Print each line from the start of the records below up through the line where "pub struct IndirectDiffuseVariant: u32" is found, exactly as given.
=== Excerpted records ===
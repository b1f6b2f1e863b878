//! Screen-space indirect diffuse lighting.

use bitflags::bitflags;
use std::any::Any;
use std::collections::HashMap;

use crate::backend::{FullscreenDraw, TextureFormat, TextureHandle};
use crate::camera::CameraId;
use crate::effect::{Effect, EffectInputs, FrameContext, RenderContext, RenderPaths};
use crate::error::PostFxResult;
use crate::history::{HistoryBufferDesc, HistoryBufferRing, HistoryId};

/// Draw that traces and accumulates indirect diffuse.
pub const INDIRECT_DIFFUSE_DRAW: &str = "indirect_diffuse_trace";

#[derive(Debug, Clone, Copy, PartialEq)]
pub struct IndirectDiffuseSettings {
    pub enabled: bool,
    /// Trace resolution relative to the camera
    pub resolution_scale: f32,
    pub denoise: bool,
}

impl Default for IndirectDiffuseSettings {
    fn default() -> Self {
        Self {
            enabled: false,
            resolution_scale: 0.5,
            denoise: true,
        }
    }
}

bitflags! {
    #[derive(Debug, Clone, Copy, PartialEq, Eq, Hash)]
    pub struct IndirectDiffuseVariant: u32 {
        const DENOISE = 1 << 0;
        /// Blend with the previous frame's result.
        const ACCUMULATE = 1 << 1;
    }
}

#[derive(Debug, Clone, Copy, Default)]
struct CameraAccumulation {
    accumulated_frames: u32,
    last_traced: Option<u32>,
}

/// Traces indirect diffuse into its own history buffer for later lighting.
///
/// Runs outside the ping-pong chain. Registered as a shared instance so the
/// accumulation advances once per camera frame even when it is configured
/// into several injection points.
#[derive(Debug, Default)]
pub struct IndirectDiffuseEffect {
    cameras: HashMap<CameraId, CameraAccumulation>,
    frames_prepared: u64,
    traces: u64,
}

impl IndirectDiffuseEffect {
    pub const HISTORY: HistoryId = HistoryId::INDIRECT_DIFFUSE;

    pub fn new() -> Self {
        Self::default()
    }

    pub fn history_desc(settings: &IndirectDiffuseSettings) -> HistoryBufferDesc {
        HistoryBufferDesc::new("indirect_diffuse", TextureFormat::Rgba16Float)
            .with_scale(settings.resolution_scale)
            .with_random_write(true)
    }

    /// This frame's result, for the lighting pass.
    pub fn output(history: &HistoryBufferRing) -> PostFxResult<TextureHandle> {
        history.current(Self::HISTORY)
    }

    /// Consecutive frames blended into `camera`'s current result.
    pub fn accumulated_frames(&self, camera: CameraId) -> u32 {
        self.cameras
            .get(&camera)
            .map_or(0, |state| state.accumulated_frames)
    }

    pub fn frames_prepared(&self) -> u64 {
        self.frames_prepared
    }

    pub fn traces(&self) -> u64 {
        self.traces
    }
}

impl Effect for IndirectDiffuseEffect {
    fn name(&self) -> &str {
        "indirect_diffuse"
    }

    fn is_active(&self, frame: &FrameContext<'_>) -> bool {
        frame
            .settings::<IndirectDiffuseSettings>()
            .is_some_and(|settings| settings.enabled)
    }

    fn supported_render_paths(&self) -> RenderPaths {
        RenderPaths::DEFERRED
    }

    fn declared_inputs(&self) -> EffectInputs {
        EffectInputs::DEPTH | EffectInputs::NORMAL | EffectInputs::MOTION
    }

    fn render_to_camera(&self) -> bool {
        false
    }

    fn prepare_frame(&mut self, _frame: &FrameContext<'_>) {
        self.frames_prepared += 1;
    }

    fn render(
        &mut self,
        source: TextureHandle,
        _destination: Option<TextureHandle>,
        ctx: &mut RenderContext<'_>,
    ) -> PostFxResult<()> {
        let frame_count = ctx.frame.info.frame_count;
        let state = self.cameras.entry(ctx.frame.camera_id).or_default();
        if state.last_traced == Some(frame_count) {
            return Ok(());
        }

        let settings = ctx
            .frame
            .settings::<IndirectDiffuseSettings>()
            .copied()
            .unwrap_or_default();
        ctx.history
            .allocate_buffer(&mut *ctx.backend, Self::HISTORY, &Self::history_desc(&settings), 2)?;
        let current = ctx.history.current(Self::HISTORY)?;

        let mut variant = IndirectDiffuseVariant::empty();
        variant.set(IndirectDiffuseVariant::DENOISE, settings.denoise);
        variant.set(
            IndirectDiffuseVariant::ACCUMULATE,
            !ctx.frame.history_invalid() && ctx.history.previous_is_valid(Self::HISTORY),
        );

        let mut draw = FullscreenDraw::new(INDIRECT_DIFFUSE_DRAW, current)
            .with_input(source)
            .with_variant(variant.bits());
        if variant.contains(IndirectDiffuseVariant::ACCUMULATE) {
            draw = draw.with_input(ctx.history.previous(Self::HISTORY)?);
        }
        ctx.draw(&draw)?;
        ctx.history.mark_written(Self::HISTORY)?;

        state.last_traced = Some(frame_count);
        state.accumulated_frames = if variant.contains(IndirectDiffuseVariant::ACCUMULATE) {
            state.accumulated_frames.saturating_add(1)
        } else {
            0
        };
        self.traces += 1;
        Ok(())
    }

    fn on_activation_edge(&mut self, frame: &FrameContext<'_>, became_active: bool) {
        if !became_active {
            self.cameras.remove(&frame.camera_id);
        }
    }

    fn forget_camera(&mut self, camera: CameraId) {
        self.cameras.remove(&camera);
    }

    fn as_any(&self) -> &dyn Any {
        self
    }

    fn as_any_mut(&mut self) -> &mut dyn Any {
        self
    }
}
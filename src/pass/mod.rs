//! Injection passes: per-point ping-pong scheduling and pipeline composition.

mod composer;
mod scheduler;

pub use composer::*;
pub use scheduler::*;
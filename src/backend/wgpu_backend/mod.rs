//! wgpu backend implementation
//!
//! Owns the post-processing textures on a host-provided device and records
//! copies and full-screen draws into a single command encoder. Effects'
//! pipelines are registered by draw label and variant; the host calls
//! [`WgpuBackend::submit`] once the frame's passes have been recorded.

use crate::backend::traits::*;
use crate::backend::types::*;
use std::collections::HashMap;
use std::sync::Arc;

struct TextureEntry {
    texture: wgpu::Texture,
    view: wgpu::TextureView,
    owned: bool,
}

struct FullscreenPipeline {
    pipeline: wgpu::RenderPipeline,
    layout: wgpu::BindGroupLayout,
}

/// wgpu backend implementation
pub struct WgpuBackend {
    device: Arc<wgpu::Device>,
    queue: Arc<wgpu::Queue>,
    sampler: wgpu::Sampler,

    textures: HashMap<u64, TextureEntry>,
    pipelines: HashMap<(String, u32), FullscreenPipeline>,
    next_texture_id: u64,

    encoder: Option<wgpu::CommandEncoder>,
}

impl WgpuBackend {
    pub fn new(device: Arc<wgpu::Device>, queue: Arc<wgpu::Queue>) -> Self {
        let sampler = device.create_sampler(&wgpu::SamplerDescriptor {
            label: Some("postfx_linear_clamp"),
            address_mode_u: wgpu::AddressMode::ClampToEdge,
            address_mode_v: wgpu::AddressMode::ClampToEdge,
            address_mode_w: wgpu::AddressMode::ClampToEdge,
            mag_filter: wgpu::FilterMode::Linear,
            min_filter: wgpu::FilterMode::Linear,
            mipmap_filter: wgpu::FilterMode::Nearest,
            ..Default::default()
        });

        Self {
            device,
            queue,
            sampler,
            textures: HashMap::new(),
            pipelines: HashMap::new(),
            next_texture_id: 1,
            encoder: None,
        }
    }

    fn convert_texture_format(format: TextureFormat) -> wgpu::TextureFormat {
        match format {
            TextureFormat::Rgba8Unorm => wgpu::TextureFormat::Rgba8Unorm,
            TextureFormat::Rgba8UnormSrgb => wgpu::TextureFormat::Rgba8UnormSrgb,
            TextureFormat::Bgra8Unorm => wgpu::TextureFormat::Bgra8Unorm,
            TextureFormat::Bgra8UnormSrgb => wgpu::TextureFormat::Bgra8UnormSrgb,
            TextureFormat::Rgba16Float => wgpu::TextureFormat::Rgba16Float,
            TextureFormat::Rgba32Float => wgpu::TextureFormat::Rgba32Float,
            TextureFormat::Rg11b10Float => wgpu::TextureFormat::Rg11b10Float,
            TextureFormat::R16Float => wgpu::TextureFormat::R16Float,
            TextureFormat::R32Float => wgpu::TextureFormat::R32Float,
            TextureFormat::Rg32Float => wgpu::TextureFormat::Rg32Float,
        }
    }

    fn convert_texture_usage(usage: TextureUsage) -> wgpu::TextureUsages {
        let mut result = wgpu::TextureUsages::empty();
        if usage.contains(TextureUsage::COPY_SRC) {
            result |= wgpu::TextureUsages::COPY_SRC;
        }
        if usage.contains(TextureUsage::COPY_DST) {
            result |= wgpu::TextureUsages::COPY_DST;
        }
        if usage.contains(TextureUsage::TEXTURE_BINDING) {
            result |= wgpu::TextureUsages::TEXTURE_BINDING;
        }
        if usage.contains(TextureUsage::STORAGE_BINDING) {
            result |= wgpu::TextureUsages::STORAGE_BINDING;
        }
        if usage.contains(TextureUsage::RENDER_ATTACHMENT) {
            result |= wgpu::TextureUsages::RENDER_ATTACHMENT;
        }
        result
    }

    /// Register a host-owned texture (e.g. the camera color target).
    ///
    /// Imported textures are never destroyed by the backend.
    pub fn import_texture(&mut self, texture: wgpu::Texture) -> TextureHandle {
        let view = texture.create_view(&wgpu::TextureViewDescriptor::default());
        let id = self.next_texture_id;
        self.next_texture_id += 1;
        self.textures.insert(
            id,
            TextureEntry {
                texture,
                view,
                owned: false,
            },
        );
        TextureHandle(id)
    }

    /// Register the pipeline used for draws with this label and variant.
    ///
    /// The bind group layout must declare one sampled texture per draw input
    /// at bindings `0..n`, followed by a filtering sampler at binding `n`.
    pub fn register_fullscreen_pipeline(
        &mut self,
        label: impl Into<String>,
        variant: u32,
        pipeline: wgpu::RenderPipeline,
        layout: wgpu::BindGroupLayout,
    ) {
        self.pipelines
            .insert((label.into(), variant), FullscreenPipeline { pipeline, layout });
    }

    /// Texture view for a handle, for hosts that sample post-processing output.
    pub fn texture_view(&self, texture: TextureHandle) -> Option<&wgpu::TextureView> {
        self.textures.get(&texture.0).map(|entry| &entry.view)
    }

    /// Submit everything recorded since the last submit.
    pub fn submit(&mut self) {
        if let Some(encoder) = self.encoder.take() {
            self.queue.submit(Some(encoder.finish()));
        }
    }
}

fn lookup(
    textures: &HashMap<u64, TextureEntry>,
    texture: TextureHandle,
) -> BackendResult<&TextureEntry> {
    textures
        .get(&texture.0)
        .ok_or(BackendError::UnknownTexture(texture))
}

impl GraphicsBackend for WgpuBackend {
    fn name(&self) -> &str {
        "wgpu"
    }

    fn create_texture(&mut self, desc: &TextureDescriptor) -> BackendResult<TextureHandle> {
        if desc.width == 0 || desc.height == 0 {
            return Err(BackendError::TextureCreationFailed(format!(
                "{:?} has zero extent",
                desc.label
            )));
        }

        let texture = self.device.create_texture(&wgpu::TextureDescriptor {
            label: desc.label.as_deref(),
            size: wgpu::Extent3d {
                width: desc.width,
                height: desc.height,
                depth_or_array_layers: 1,
            },
            mip_level_count: 1,
            sample_count: desc.sample_count.max(1),
            dimension: wgpu::TextureDimension::D2,
            format: Self::convert_texture_format(desc.format),
            usage: Self::convert_texture_usage(desc.usage),
            view_formats: &[],
        });
        let view = texture.create_view(&wgpu::TextureViewDescriptor::default());

        let id = self.next_texture_id;
        self.next_texture_id += 1;
        self.textures.insert(
            id,
            TextureEntry {
                texture,
                view,
                owned: true,
            },
        );

        Ok(TextureHandle(id))
    }

    fn destroy_texture(&mut self, texture: TextureHandle) {
        match self.textures.get(&texture.0) {
            Some(entry) if !entry.owned => {
                log::warn!("WgpuBackend: refusing to destroy imported texture {texture:?}");
            }
            Some(_) => {
                if let Some(entry) = self.textures.remove(&texture.0) {
                    entry.texture.destroy();
                }
            }
            None => log::warn!("WgpuBackend: destroying unknown texture {texture:?}"),
        }
    }

    fn copy_texture(
        &mut self,
        source: TextureHandle,
        destination: TextureHandle,
    ) -> BackendResult<()> {
        let src = &lookup(&self.textures, source)?.texture;
        let dst = &lookup(&self.textures, destination)?.texture;
        let extent = wgpu::Extent3d {
            width: src.width().min(dst.width()),
            height: src.height().min(dst.height()),
            depth_or_array_layers: 1,
        };

        let device = &self.device;
        let encoder = self.encoder.get_or_insert_with(|| {
            device.create_command_encoder(&wgpu::CommandEncoderDescriptor {
                label: Some("postfx"),
            })
        });
        encoder.copy_texture_to_texture(src.as_image_copy(), dst.as_image_copy(), extent);
        Ok(())
    }

    fn draw_fullscreen(&mut self, draw: &FullscreenDraw) -> BackendResult<()> {
        let pipeline = self
            .pipelines
            .get(&(draw.label.clone(), draw.variant))
            .ok_or_else(|| BackendError::UnknownPipeline(draw.label.clone()))?;

        let mut entries = Vec::with_capacity(draw.inputs.len() + 1);
        for (binding, &input) in draw.inputs.iter().enumerate() {
            entries.push(wgpu::BindGroupEntry {
                binding: binding as u32,
                resource: wgpu::BindingResource::TextureView(&lookup(&self.textures, input)?.view),
            });
        }
        entries.push(wgpu::BindGroupEntry {
            binding: draw.inputs.len() as u32,
            resource: wgpu::BindingResource::Sampler(&self.sampler),
        });

        let bind_group = self.device.create_bind_group(&wgpu::BindGroupDescriptor {
            label: Some(&draw.label),
            layout: &pipeline.layout,
            entries: &entries,
        });
        let output = &lookup(&self.textures, draw.output)?.view;

        let device = &self.device;
        let encoder = self.encoder.get_or_insert_with(|| {
            device.create_command_encoder(&wgpu::CommandEncoderDescriptor {
                label: Some("postfx"),
            })
        });

        let mut pass = encoder.begin_render_pass(&wgpu::RenderPassDescriptor {
            label: Some(&draw.label),
            color_attachments: &[Some(wgpu::RenderPassColorAttachment {
                view: output,
                resolve_target: None,
                ops: wgpu::Operations {
                    load: wgpu::LoadOp::Load,
                    store: wgpu::StoreOp::Store,
                },
            })],
            depth_stencil_attachment: None,
            timestamp_writes: None,
            occlusion_query_set: None,
        });
        pass.set_pipeline(&pipeline.pipeline);
        pass.set_bind_group(0, &bind_group, &[]);
        pass.draw(0..3, 0..1);

        Ok(())
    }
}

impl Drop for WgpuBackend {
    fn drop(&mut self) {
        for entry in self.textures.values() {
            if entry.owned {
                entry.texture.destroy();
            }
        }
    }
}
===
• _Solution to this exercise_
repository b1f6b2f1e863b878
//! Screen-space indirect diffuse lighting.

use bitflags::bitflags;
use std::any::Any;
use std::collections::HashMap;

use crate::backend::{FullscreenDraw, TextureFormat, TextureHandle};
use crate::camera::CameraId;
use crate::effect::{Effect, EffectInputs, FrameContext, RenderContext, RenderPaths};
use crate::error::PostFxResult;
use crate::history::{HistoryBufferDesc, HistoryBufferRing, HistoryId};

/// Draw that traces and accumulates indirect diffuse.
pub const INDIRECT_DIFFUSE_DRAW: &str = "indirect_diffuse_trace";

#[derive(Debug, Clone, Copy, PartialEq)]
pub struct IndirectDiffuseSettings {
    pub enabled: bool,
    /// Trace resolution relative to the camera
    pub resolution_scale: f32,
    pub denoise: bool,
}

impl Default for IndirectDiffuseSettings {
    fn default() -> Self {
        Self {
            enabled: false,
            resolution_scale: 0.5,
            denoise: true,
        }
    }
}

bitflags! {
    #[derive(Debug, Clone, Copy, PartialEq, Eq, Hash)]
    pub struct IndirectDiffuseVariant: u32 {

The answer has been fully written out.